Destigmatizing Sexual Assault on College Campuses

This article is written by a student writer from the Her Campus at Maryland chapter.

With Women’s History Month nearing an end, women student-leaders make their mark at the University of Maryland are working to make resources and information about sexual assault and safety more available to those in College Park. 

From small table events around campus to 10-hour protests on McKeldin, groups such as Preventing Sexual Assault are constantly searching for new ways to spread awareness.

Studies by RAINN report that college-aged women between the ages of 18 and 24 are at an increased risk of experiencing sexual violence. However, sexual assault remains one of the most underreported crimes on college campuses.

Reports of indecent exposures in College Park in 2022 were more than double the amount from the previous year, leaving many Maryland students feeling frustrated and confused. For sophomore criminal justice major, Natalia Isabal, the spike in reports goes beyond numbers on a page.
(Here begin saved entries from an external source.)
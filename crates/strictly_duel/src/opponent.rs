//! Paced heuristic opponent.
//!
//! Replies are computed off the input loop on a tokio task, after a short
//! pause so the opponent does not answer instantly. The task never touches
//! the session; it hands `(ticket, cell)` back over a channel and the
//! session decides whether the reply is still current.

use crate::session::OpponentTicket;
use std::sync::{Arc, Mutex};
use std::time::Duration;
use strictly_tictactoe::{Advisor, CellChooser};
use tokio::sync::mpsc;
use tokio::task::JoinHandle;
use tracing::{debug, instrument};

/// Advisor shared between opponent tasks.
pub type SharedAdvisor<C> = Arc<Mutex<Advisor<C>>>;

/// Opponent answer for a ticket.
#[derive(Debug, Clone, Copy, PartialEq, Eq)]
pub struct OpponentReply {
    /// The request being answered.
    pub ticket: OpponentTicket,
    /// Chosen square, `None` on a full board.
    pub cell: Option<usize>,
}

/// Waits out the pacing delay, then asks the advisor for a square.
#[instrument(skip(advisor), fields(generation = ticket.generation()))]
pub async fn think<C>(
    ticket: OpponentTicket,
    delay: Duration,
    advisor: &SharedAdvisor<C>,
) -> OpponentReply
where
    C: CellChooser,
{
    if !delay.is_zero() {
        tokio::time::sleep(delay).await;
    }

    // Never held across an await.
    let mut guard = advisor.lock().unwrap_or_else(|poisoned| poisoned.into_inner());
    let cell = guard.choose_move(ticket.board(), *ticket.own(), *ticket.opponent());
    debug!(?cell, "Opponent decided");

    OpponentReply { ticket, cell }
}

/// Runs [`think`] on a tokio task and sends the reply on `tx`.
pub fn spawn_opponent<C>(
    ticket: OpponentTicket,
    delay: Duration,
    advisor: SharedAdvisor<C>,
    tx: mpsc::UnboundedSender<OpponentReply>,
) -> JoinHandle<()>
where
    C: CellChooser + Send + 'static,
{
    tokio::spawn(async move {
        let reply = think(ticket, delay, &advisor).await;
        if tx.send(reply).is_err() {
            debug!("Reply channel closed, dropping opponent move");
        }
    })
}
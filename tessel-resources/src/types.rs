// Copyright (c) 2026 Graphcore Ltd. All rights reserved.

//! Shared types.

use std::error::Error;
use std::fmt;

/// Handle to a node stored in a [`Topology`](crate::topology::Topology).
///
/// Handles are only meaningful for the topology that returned them.
#[derive(Clone, Copy, Debug, PartialEq, Eq, Hash, PartialOrd, Ord)]
pub struct ResourceId(pub usize);

impl fmt::Display for ResourceId {
    fn fmt(&self, f: &mut fmt::Formatter) -> fmt::Result {
        write!(f, "#{}", self.0)
    }
}

#[macro_export]
/// Build a [ResourceError::Topology] from a format string and arguments
macro_rules! topology_error {
    ($($arg:tt)+) => {
        Err($crate::types::ResourceError::Topology(format!($($arg)+)))
    };
}

/// Errors raised while building or mutating the resource model.
#[derive(Clone, PartialEq)]
pub enum ResourceError {
    /// A required field is absent from a description document.
    MissingField { entity: String, field: String },

    /// A field is present but has the wrong type or an out-of-range value.
    InvalidField {
        entity: String,
        field: String,
        reason: String,
    },

    /// A kernel datatype entry is only partially specified and the strict
    /// datatype policy is in force.
    UnsupportedDatatypeSpec { kernel: String, datatype: String },

    UnknownResource(ResourceId),
    NotAPort(ResourceId),
    NotAKernel(ResourceId),
    NotAMemory(ResourceId),

    /// Rewiring `child` under `parent` would break the tree.
    CyclicParent { child: String, parent: String },

    CapacityExceeded {
        memory: String,
        requested: u64,
        available: u64,
    },

    InvalidRelease {
        memory: String,
        requested: u64,
        used: u64,
    },

    /// Any other failure while assembling a topology.
    Topology(String),
}

impl ResourceError {
    #[must_use]
    pub fn missing_field(entity: &str, field: &str) -> Self {
        ResourceError::MissingField {
            entity: entity.to_string(),
            field: field.to_string(),
        }
    }

    #[must_use]
    pub fn invalid_field(entity: &str, field: &str, reason: impl Into<String>) -> Self {
        ResourceError::InvalidField {
            entity: entity.to_string(),
            field: field.to_string(),
            reason: reason.into(),
        }
    }
}

impl fmt::Display for ResourceError {
    fn fmt(&self, f: &mut fmt::Formatter) -> fmt::Result {
        match self {
            ResourceError::MissingField { entity, field } => {
                write!(f, "Error: {entity}: missing field '{field}'")
            }
            ResourceError::InvalidField {
                entity,
                field,
                reason,
            } => {
                write!(f, "Error: {entity}: invalid field '{field}': {reason}")
            }
            ResourceError::UnsupportedDatatypeSpec { kernel, datatype } => {
                write!(
                    f,
                    "Error: kernel {kernel}: datatype '{datatype}' needs both 'efficiency' and 'ops_per_core_per_cycle'"
                )
            }
            ResourceError::UnknownResource(id) => {
                write!(f, "Error: no resource {id}")
            }
            ResourceError::NotAPort(id) => {
                write!(f, "Error: resource {id} is not a port")
            }
            ResourceError::NotAKernel(id) => {
                write!(f, "Error: resource {id} is not a kernel")
            }
            ResourceError::NotAMemory(id) => {
                write!(f, "Error: resource {id} is not a memory")
            }
            ResourceError::CyclicParent { child, parent } => {
                write!(
                    f,
                    "Error: cannot make '{parent}' the parent of '{child}' (cycle)"
                )
            }
            ResourceError::CapacityExceeded {
                memory,
                requested,
                available,
            } => {
                write!(
                    f,
                    "Error: memory {memory}: cannot allocate {requested} bytes, {available} available"
                )
            }
            ResourceError::InvalidRelease {
                memory,
                requested,
                used,
            } => {
                write!(
                    f,
                    "Error: memory {memory}: cannot release {requested} bytes, {used} in use"
                )
            }
            ResourceError::Topology(msg) => {
                write!(f, "Error: {msg}")
            }
        }
    }
}

// Shows the message when a result is unwrapped.
impl fmt::Debug for ResourceError {
    fn fmt(&self, f: &mut fmt::Formatter) -> fmt::Result {
        fmt::Display::fmt(self, f)
    }
}

impl Error for ResourceError {}

/// The return type for most resource model functions
pub type ResourceResult<T = ()> = Result<T, ResourceError>;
“There was a man who was…knocking on [sorority] doors… exposing himself to the women who lived there,” Isabal said. 

As vice president of philanthropy for the university’s Alpha Chi Omega chapter, Isabal takes pride in the sorority’s mission of domestic violence awareness and prevention. The chapter house operates as a registered safe house for those fleeing domestic violence situations and offers a place to stay to both community members and students.

The chapter has raised nearly $10,000  within the last year to support organizations like House of Ruth, which is a non-profit organization with the goal of empowering women, children and families who have experienced trauma, abuse and homelessness. Isabal is also an ambassador for PSA, a student-run organization dedicated to breaking down stigma surrounding sexual assault on campus.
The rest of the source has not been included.